CD203c is overexpressed on neoplastic mast cells in systemic mastocytosis and is upregulated upon IgE receptor cross-linking.

ABSTRACT

The ectoenzyme E-NPP3 (CD203c) has recently been identified as a novel activation-linked cell surface antigen on basophils. In the present study, we examined expression of CD203c on normal mast cells (MC)and bone marrow (bm) MC derived from 85 patients with systemic mastocytosis (SM), including cases with indolent SM (ISM, n=72), SM with associated clonal hematologic non-MC-lineage disease (SM-AHNMD, n=6), aggressive SM (ASM, n=3), and mast cell leukemia (MCL, n=4). Surface expression of CD203c was analyzed by multicolor flow cytometry. In patients with SM, bm MC expressed significantly higher amounts of CD203c compared to normal bm MC (median MFI in controls 260 versus median MFI in SM 516, p<0.05).

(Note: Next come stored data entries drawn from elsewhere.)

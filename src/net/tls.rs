//! TLS endpoints.
//!
//! # Responsibilities
//! - Hold the client-facing identity (built-in localhost pair or PEM files)
//! - Build rustls server configs for intercepted CONNECT tunnels
//! - Build rustls client configs for TLS origins (verified or permissive)
//! - Run handshakes under a deadline

use std::io;
use std::path::Path;
use std::sync::Arc;
use std::time::Duration;

use rustls::client::danger::{HandshakeSignatureValid, ServerCertVerified, ServerCertVerifier};
use rustls::crypto::CryptoProvider;
use rustls::pki_types::{CertificateDer, PrivateKeyDer, ServerName, UnixTime};
use rustls::{ClientConfig, DigitallySignedStruct, RootCertStore, ServerConfig, SignatureScheme};
use tokio::io::{AsyncRead, AsyncWrite};
use tokio_rustls::{client, server, TlsAcceptor, TlsConnector};

use crate::error::{ProxyError, Side};

/// Self-signed certificate for localhost, 127.0.0.1 and ::1.
const LOCALHOST_CERT: &[u8] = include_bytes!("identity/localhost.cert.pem");
const LOCALHOST_KEY: &[u8] = include_bytes!("identity/localhost.key.pem");

/// The only application protocol the engine speaks on either side.
const HTTP_11: &[u8] = b"http/1.1";

fn provider() -> Arc<CryptoProvider> {
    Arc::new(rustls::crypto::ring::default_provider())
}

/// Certificate chain plus private key.
#[derive(Debug)]
pub struct TlsIdentity {
    pub cert_chain: Vec<CertificateDer<'static>>,
    pub key: PrivateKeyDer<'static>,
}

impl Clone for TlsIdentity {
    fn clone(&self) -> Self {
        Self {
            cert_chain: self.cert_chain.clone(),
            key: self.key.clone_key(),
        }
    }
}

impl TlsIdentity {
    /// Built-in self-signed localhost identity.
    pub fn localhost() -> Result<Self, ProxyError> {
        Self::from_pem(LOCALHOST_CERT, LOCALHOST_KEY)
    }

    pub fn from_pem(cert_pem: &[u8], key_pem: &[u8]) -> Result<Self, ProxyError> {
        let cert_chain = rustls_pemfile::certs(&mut &cert_pem[..])
            .collect::<Result<Vec<_>, _>>()
            .map_err(|e| ProxyError::Tls(format!("unreadable certificate PEM: {e}")))?;
        if cert_chain.is_empty() {
            return Err(ProxyError::Tls("no certificate found in PEM".to_string()));
        }
        let key = rustls_pemfile::private_key(&mut &key_pem[..])
            .map_err(|e| ProxyError::Tls(format!("unreadable key PEM: {e}")))?
            .ok_or_else(|| ProxyError::Tls("no private key found in PEM".to_string()))?;
        Ok(Self { cert_chain, key })
    }

    /// Load from certificate and key files.
    pub fn from_pem_files(cert_path: &Path, key_path: &Path) -> Result<Self, ProxyError> {
        if !cert_path.exists() {
            return Err(ProxyError::Tls(format!(
                "Certificate file not found: {:?}",
                cert_path
            )));
        }
        if !key_path.exists() {
            return Err(ProxyError::Tls(format!(
                "Private key file not found: {:?}",
                key_path
            )));
        }
        let cert_pem = std::fs::read(cert_path)
            .map_err(|e| ProxyError::Tls(format!("reading {:?}: {e}", cert_path)))?;
        let key_pem = std::fs::read(key_path)
            .map_err(|e| ProxyError::Tls(format!("reading {:?}: {e}", key_path)))?;
        Self::from_pem(&cert_pem, &key_pem)
    }
}

/// Server-side config presenting `identity` without requesting client
/// certificates.
pub fn server_config(identity: &TlsIdentity) -> Result<Arc<ServerConfig>, ProxyError> {
    let identity = identity.clone();
    let mut config = ServerConfig::builder_with_provider(provider())
        .with_safe_default_protocol_versions()
        .map_err(|e| ProxyError::Tls(e.to_string()))?
        .with_no_client_auth()
        .with_single_cert(identity.cert_chain, identity.key)
        .map_err(|e| ProxyError::Tls(format!("Failed to build TLS config: {e}")))?;
    config.alpn_protocols = vec![HTTP_11.to_vec()];
    Ok(Arc::new(config))
}

/// Client configs for origin connections, built once per pool.
#[derive(Debug, Clone)]
pub struct TlsConnectors {
    verified: Arc<ClientConfig>,
    permissive: Arc<ClientConfig>,
}

impl TlsConnectors {
    pub fn new() -> Result<Self, ProxyError> {
        let roots: RootCertStore = webpki_roots::TLS_SERVER_ROOTS.iter().cloned().collect();
        let mut verified = ClientConfig::builder_with_provider(provider())
            .with_safe_default_protocol_versions()
            .map_err(|e| ProxyError::Tls(e.to_string()))?
            .with_root_certificates(roots)
            .with_no_client_auth();
        verified.alpn_protocols = vec![HTTP_11.to_vec()];

        let mut permissive = ClientConfig::builder_with_provider(provider())
            .with_safe_default_protocol_versions()
            .map_err(|e| ProxyError::Tls(e.to_string()))?
            .dangerous()
            .with_custom_certificate_verifier(Arc::new(AcceptAnyCert::new()))
            .with_no_client_auth();
        permissive.alpn_protocols = vec![HTTP_11.to_vec()];

        Ok(Self {
            verified: Arc::new(verified),
            permissive: Arc::new(permissive),
        })
    }

    pub fn config(&self, accept_invalid_certs: bool) -> Arc<ClientConfig> {
        if accept_invalid_certs {
            Arc::clone(&self.permissive)
        } else {
            Arc::clone(&self.verified)
        }
    }
}

/// Terminate TLS on a client-facing stream.
pub async fn accept<IO>(
    config: Arc<ServerConfig>,
    io: IO,
    deadline: Duration,
) -> Result<server::TlsStream<IO>, ProxyError>
where
    IO: AsyncRead + AsyncWrite + Unpin,
{
    let acceptor = TlsAcceptor::from(config);
    match tokio::time::timeout(deadline, acceptor.accept(io)).await {
        Ok(Ok(stream)) => Ok(stream),
        Ok(Err(source)) => Err(ProxyError::TlsHandshake {
            side: Side::Inbound,
            source,
        }),
        Err(_) => Err(ProxyError::TlsHandshake {
            side: Side::Inbound,
            source: io::Error::new(io::ErrorKind::TimedOut, "client handshake timed out"),
        }),
    }
}

/// Open TLS towards an origin.
pub async fn connect<IO>(
    config: Arc<ClientConfig>,
    server_name: &str,
    io: IO,
    deadline: Duration,
) -> Result<client::TlsStream<IO>, ProxyError>
where
    IO: AsyncRead + AsyncWrite + Unpin,
{
    let name = ServerName::try_from(server_name.to_string()).map_err(|e| {
        ProxyError::TlsHandshake {
            side: Side::Outbound,
            source: io::Error::new(io::ErrorKind::InvalidInput, e),
        }
    })?;
    let connector = TlsConnector::from(config);
    match tokio::time::timeout(deadline, connector.connect(name, io)).await {
        Ok(Ok(stream)) => Ok(stream),
        Ok(Err(source)) => Err(ProxyError::TlsHandshake {
            side: Side::Outbound,
            source,
        }),
        Err(_) => Err(ProxyError::TlsHandshake {
            side: Side::Outbound,
            source: io::Error::new(io::ErrorKind::TimedOut, "origin handshake timed out"),
        }),
    }
}

/// Verifier that accepts any origin certificate while still checking
/// handshake signatures.
#[derive(Debug)]
pub struct AcceptAnyCert {
    provider: Arc<CryptoProvider>,
}

impl AcceptAnyCert {
    pub fn new() -> Self {
        Self {
            provider: provider(),
        }
    }
}

impl Default for AcceptAnyCert {
    fn default() -> Self {
        Self::new()
    }
}

impl ServerCertVerifier for AcceptAnyCert {
    fn verify_server_cert(
        &self,
        _end_entity: &CertificateDer<'_>,
        _intermediates: &[CertificateDer<'_>],
        _server_name: &ServerName<'_>,
        _ocsp_response: &[u8],
        _now: UnixTime,
    ) -> Result<ServerCertVerified, rustls::Error> {
        Ok(ServerCertVerified::assertion())
    }

    fn verify_tls12_signature(
        &self,
        message: &[u8],
        cert: &CertificateDer<'_>,
        dss: &DigitallySignedStruct,
    ) -> Result<HandshakeSignatureValid, rustls::Error> {
        rustls::crypto::verify_tls12_signature(
            message,
            cert,
            dss,
            &self.provider.signature_verification_algorithms,
        )
    }

    fn verify_tls13_signature(
        &self,
        message: &[u8],
        cert: &CertificateDer<'_>,
        dss: &DigitallySignedStruct,
    ) -> Result<HandshakeSignatureValid, rustls::Error> {
        rustls::crypto::verify_tls13_signature(
            message,
            cert,
            dss,
            &self.provider.signature_verification_algorithms,
        )
    }

    fn supported_verify_schemes(&self) -> Vec<SignatureScheme> {
        self.provider
            .signature_verification_algorithms
            .supported_schemes()
    }
}
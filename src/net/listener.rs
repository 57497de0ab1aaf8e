//! TCP listener with backpressure.
//!
//! # Responsibilities
//! - Bind to the requested address
//! - Accept incoming TCP connections
//! - Enforce max_connections limit via semaphore

use std::net::SocketAddr;
use std::sync::Arc;
use tokio::net::{TcpListener, TcpStream};
use tokio::sync::Semaphore;

use crate::error::ProxyError;

/// A bounded TCP listener that limits concurrent connections.
///
/// Uses a semaphore to enforce `max_connections`. When the limit is reached,
/// new connections wait until a slot becomes available.
#[derive(Debug)]
pub struct Listener {
    inner: TcpListener,
    connection_limit: Arc<Semaphore>,
    max_connections: usize,
}

impl Listener {
    /// Bind to `addr` with connection limits.
    pub async fn bind(addr: SocketAddr, max_connections: usize) -> Result<Self, ProxyError> {
        let listener = TcpListener::bind(addr).await.map_err(ProxyError::inbound)?;
        let local_addr = listener.local_addr().map_err(ProxyError::inbound)?;

        tracing::info!(
            address = %local_addr,
            max_connections,
            "Listener bound"
        );

        Ok(Self {
            inner: listener,
            connection_limit: Arc::new(Semaphore::new(max_connections)),
            max_connections,
        })
    }

    /// Accept a new connection, respecting the connection limit.
    ///
    /// Waits while the limit is reached. The returned permit must be held for
    /// the connection's lifetime.
    pub async fn accept(&self) -> Result<(TcpStream, SocketAddr, ConnectionPermit), ProxyError> {
        // Acquire permit first (backpressure)
        let permit = Arc::clone(&self.connection_limit)
            .acquire_owned()
            .await
            .map_err(|_| ProxyError::Closed)?;

        let (stream, addr) = self.inner.accept().await.map_err(ProxyError::inbound)?;
        if let Err(e) = stream.set_nodelay(true) {
            tracing::trace!(peer_addr = %addr, error = %e, "Failed to set TCP_NODELAY");
        }

        tracing::debug!(
            peer_addr = %addr,
            available_permits = self.connection_limit.available_permits(),
            "Connection accepted"
        );

        Ok((stream, addr, ConnectionPermit { _permit: permit }))
    }

    pub fn local_addr(&self) -> Result<SocketAddr, ProxyError> {
        self.inner.local_addr().map_err(ProxyError::inbound)
    }

    pub fn available_permits(&self) -> usize {
        self.connection_limit.available_permits()
    }

    pub fn max_connections(&self) -> usize {
        self.max_connections
    }
}

/// A connection slot, released when dropped.
#[derive(Debug)]
pub struct ConnectionPermit {
    _permit: tokio::sync::OwnedSemaphorePermit,
}
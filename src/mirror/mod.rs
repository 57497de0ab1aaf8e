//! Mirrored stream tee.
//!
//! # Data Flow
//! ```text
//! socket ──read──▶ FramedReader (primary HTTP parser)
//!                      │ consume(n)
//!                      ▼
//!                   Mirror ──piped──▶ MirrorTap ──▶ transform stage
//!                      │
//!                      └─unpiped──▶ backlog (held for the next pipe)
//! ```
//!
//! # Design Decisions
//! - The parser drives the mirror: only consumed bytes are mirrored, so a
//!   pipelined follow-up request sitting in the read buffer never leaks into
//!   the current transaction's transform
//! - Taps are bounded: once `TAP_DEPTH` chunks are queued the parser waits
//!   for the transform stage, so a slow destination slows reads from the
//!   source instead of growing memory
//! - Bytes consumed while unpiped (message heads) are held in the backlog
//!   and handed to the next tap in one go
//! - One mirror per connection, living as long as the connection's read half

use std::collections::VecDeque;
use std::sync::atomic::{AtomicBool, Ordering};
use std::sync::Arc;

use bytes::Bytes;
use tokio::sync::mpsc;

use crate::error::ProxyError;
use crate::events::{ErrorContext, EventBus, ProxyEvent};

/// Chunks a tap queues before the parser waits on its consumer.
pub const TAP_DEPTH: usize = 8;

/// Secondary, order-preserving read view of a connection.
#[derive(Debug, Default)]
pub struct Mirror {
    tap: Option<mpsc::Sender<Bytes>>,
    backlog: VecDeque<Bytes>,
    mirrored: u64,
    pipes: u64,
}

impl Mirror {
    pub fn new() -> Self {
        Self::default()
    }

    /// Duplicate a consumed chunk onto the current tap, or hold it until one
    /// is piped. Waits while the tap is full.
    pub async fn push(&mut self, chunk: Bytes) {
        if chunk.is_empty() {
            return;
        }
        self.mirrored += chunk.len() as u64;

        if let Some(tap) = &self.tap {
            if let Err(mpsc::error::SendError(lost)) = tap.send(chunk).await {
                // The stage behind this tap already failed and reported it.
                tracing::trace!(bytes = lost.len(), "Mirror tap closed, dropping chunk");
                self.tap = None;
            }
            return;
        }
        self.backlog.push_back(chunk);
    }

    /// Attach a fresh tap. Any stale tap is detached first and held backlog
    /// is delivered ahead of new bytes.
    pub fn pipe(&mut self) -> MirrorTap {
        self.unpipe();
        let (tx, rx) = mpsc::channel(TAP_DEPTH.max(self.backlog.len()));
        for chunk in self.backlog.drain(..) {
            // capacity covers the whole backlog and rx is alive
            let _ = tx.try_send(chunk);
        }
        self.tap = Some(tx);
        self.pipes += 1;
        MirrorTap { rx }
    }

    /// Detach the current tap. Its receiver sees end-of-stream once it has
    /// drained what was already sent. Returns whether a tap was attached.
    pub fn unpipe(&mut self) -> bool {
        self.tap.take().is_some()
    }

    pub fn is_piped(&self) -> bool {
        self.tap.is_some()
    }

    /// Total bytes duplicated since the mirror was created.
    pub fn mirrored_bytes(&self) -> u64 {
        self.mirrored
    }

    /// Bytes held while no tap is attached.
    pub fn backlog_len(&self) -> usize {
        self.backlog.iter().map(Bytes::len).sum()
    }

    /// Number of taps ever attached (one per transaction direction).
    pub fn pipe_count(&self) -> u64 {
        self.pipes
    }
}

/// Receiving end of a piped mirror.
#[derive(Debug)]
pub struct MirrorTap {
    rx: mpsc::Receiver<Bytes>,
}

impl MirrorTap {
    /// Next mirrored chunk, or `None` once the mirror was unpiped and
    /// everything sent before that has been received.
    pub async fn recv(&mut self) -> Option<Bytes> {
        self.rx.recv().await
    }
}

/// Surfaces an underlying connection fault on the shared error surface
/// exactly once, no matter how many paths (parser, mirror consumer) observe
/// the same connection.
#[derive(Debug, Clone, Default)]
pub struct FaultLatch {
    tripped: Arc<AtomicBool>,
}

impl FaultLatch {
    pub fn new() -> Self {
        Self::default()
    }

    /// Emit `error` unless this connection already reported a fault.
    /// Returns whether the event was emitted.
    pub fn report(&self, events: &EventBus, error: ProxyError, context: ErrorContext) -> bool {
        if self.tripped.swap(true, Ordering::AcqRel) {
            tracing::trace!(%context, error = %error, "Suppressing duplicate connection fault");
            return false;
        }
        events.emit(&ProxyEvent::Error {
            error: Arc::new(error),
            context,
        });
        true
    }

    pub fn is_tripped(&self) -> bool {
        self.tripped.load(Ordering::Acquire)
    }
}

#[cfg(test)]
mod tests {
    use super::*;
    use crate::net::connection::ConnectionId;
    use std::io;
    use std::sync::atomic::AtomicUsize;

    #[tokio::test]
    async fn backlog_is_delivered_before_new_bytes() {
        let mut mirror = Mirror::new();
        mirror.push(Bytes::from_static(b"GET / HTTP/1.1\r\n")).await;
        mirror.push(Bytes::from_static(b"\r\n")).await;
        assert_eq!(mirror.backlog_len(), 18);

        let mut tap = mirror.pipe();
        mirror.push(Bytes::from_static(b"body")).await;
        mirror.unpipe();

        let mut seen = Vec::new();
        while let Some(chunk) = tap.recv().await {
            seen.extend_from_slice(&chunk);
        }
        assert_eq!(seen, b"GET / HTTP/1.1\r\n\r\nbody");
        assert_eq!(mirror.mirrored_bytes(), 22);
        assert_eq!(mirror.backlog_len(), 0);
    }

    #[tokio::test]
    async fn repiping_isolates_transactions() {
        let mut mirror = Mirror::new();

        let mut first = mirror.pipe();
        mirror.push(Bytes::from_static(b"one")).await;

        // A new transaction attaches without an explicit unpipe.
        let mut second = mirror.pipe();
        mirror.push(Bytes::from_static(b"two")).await;
        mirror.unpipe();

        assert_eq!(first.recv().await.as_deref(), Some(&b"one"[..]));
        assert_eq!(first.recv().await, None);
        assert_eq!(second.recv().await.as_deref(), Some(&b"two"[..]));
        assert_eq!(second.recv().await, None);
        assert_eq!(mirror.pipe_count(), 2);
    }

    #[tokio::test]
    async fn closed_tap_drops_instead_of_backlogging() {
        let mut mirror = Mirror::new();
        let tap = mirror.pipe();
        drop(tap);

        mirror.push(Bytes::from_static(b"lost")).await;
        assert!(!mirror.is_piped());
        assert_eq!(mirror.backlog_len(), 0);
    }

    #[tokio::test]
    async fn full_tap_holds_the_producer() {
        let mut mirror = Mirror::new();
        let mut tap = mirror.pipe();
        for _ in 0..TAP_DEPTH {
            mirror.push(Bytes::from_static(b"x")).await;
        }

        let blocked = tokio::time::timeout(
            std::time::Duration::from_millis(20),
            mirror.push(Bytes::from_static(b"y")),
        )
        .await;
        assert!(blocked.is_err());

        assert_eq!(tap.recv().await.as_deref(), Some(&b"x"[..]));
        mirror.push(Bytes::from_static(b"z")).await;
    }

    #[tokio::test]
    async fn large_backlog_fits_the_next_tap() {
        let mut mirror = Mirror::new();
        for _ in 0..TAP_DEPTH * 2 {
            mirror.push(Bytes::from_static(b"h")).await;
        }
        let mut tap = mirror.pipe();
        mirror.unpipe();

        let mut seen = 0;
        while let Some(chunk) = tap.recv().await {
            seen += chunk.len();
        }
        assert_eq!(seen, TAP_DEPTH * 2);
    }

    #[test]
    fn fault_latch_reports_once() {
        let events = EventBus::new();
        let seen = Arc::new(AtomicUsize::new(0));
        let counter = Arc::clone(&seen);
        events.subscribe(move |event| {
            if matches!(event, ProxyEvent::Error { .. }) {
                counter.fetch_add(1, Ordering::SeqCst);
            }
        });

        let latch = FaultLatch::new();
        let mirror_path = latch.clone();
        let context = ErrorContext::Inbound(ConnectionId::new());
        let reset = || ProxyError::inbound(io::Error::from(io::ErrorKind::ConnectionReset));

        assert!(latch.report(&events, reset(), context.clone()));
        assert!(!mirror_path.report(&events, reset(), context));
        assert_eq!(seen.load(Ordering::SeqCst), 1);
        assert!(latch.is_tripped());
    }
}
//! Configuration loading from disk.

use std::fs;
use std::path::Path;

use crate::config::schema::ProxyConfig;
use crate::config::validation::{validate_config, ValidationError};

/// Error type for configuration loading.
#[derive(Debug, thiserror::Error)]
pub enum ConfigError {
    #[error("IO error: {0}")]
    Io(#[from] std::io::Error),

    #[error("Parse error: {0}")]
    Parse(#[from] toml::de::Error),

    #[error("Validation failed: {}", join(.0))]
    Validation(Vec<ValidationError>),
}

fn join(errors: &[ValidationError]) -> String {
    errors
        .iter()
        .map(ToString::to_string)
        .collect::<Vec<_>>()
        .join(", ")
}

/// Parse and validate configuration from TOML text.
pub fn parse_config(content: &str) -> Result<ProxyConfig, ConfigError> {
    let config: ProxyConfig = toml::from_str(content)?;
    validate_config(&config).map_err(ConfigError::Validation)?;
    Ok(config)
}

/// Load and validate configuration from a TOML file.
pub fn load_config(path: &Path) -> Result<ProxyConfig, ConfigError> {
    let content = fs::read_to_string(path)?;
    parse_config(&content)
}

#[cfg(test)]
mod tests {
    use super::*;

    #[test]
    fn missing_file_is_io_error() {
        let err = load_config(Path::new("/definitely/not/here.toml")).unwrap_err();
        assert!(matches!(err, ConfigError::Io(_)));
    }

    #[test]
    fn syntax_error_is_parse_error() {
        let err = parse_config("keep_alive = [").unwrap_err();
        assert!(matches!(err, ConfigError::Parse(_)));
    }

    #[test]
    fn validation_errors_are_joined() {
        let err = parse_config(
            r#"
            [listener]
            bind_address = "nowhere"
            max_connections = 0
            "#,
        )
        .unwrap_err();

        match &err {
            ConfigError::Validation(errors) => assert_eq!(errors.len(), 2),
            other => panic!("unexpected error: {other}"),
        }
        assert!(err.to_string().starts_with("Validation failed: "));
    }
}
//! HTTP/1.x message framing.
//!
//! # Data Flow
//! ```text
//! socket bytes
//!     → framed.rs (buffer, find head boundary, walk body framing)
//!     → head.rs (httparse into RequestHead / ResponseHead)
//!     → consumed bytes mirrored to the transform stage
//! ```
//!
//! # Design Decisions
//! - Heads are parsed for decisions only; what reaches the peer is the raw
//!   byte stream after transforms, never a re-serialized head
//! - Body framing is tracked so transaction boundaries are exact on
//!   keep-alive and pipelined connections

pub mod framed;
pub mod head;

pub use framed::FramedReader;
pub use head::{BodyFraming, RequestHead, ResponseHead};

Slightly lower amounts of CD203c were detected on MC in SM-AHNMD and ASM compared to ISM. To demonstrate CD203c expression in MC at the mRNA level, neoplastic MC were highly enriched by cell sorting, and were found to express CD203c mRNA in RT-PCR analysis. Cross-linking of the IgE receptor on MC resulted in a substantial upregulation of CD203c, whereas the KIT-ligand stem cell factor (SCF) showed no significant effects. In conclusion, CD203c is a novel activation-linked surface antigen on MC that is upregulated in response to IgE receptor cross-linking and is overexpressed on neoplastic MC in patients with SM.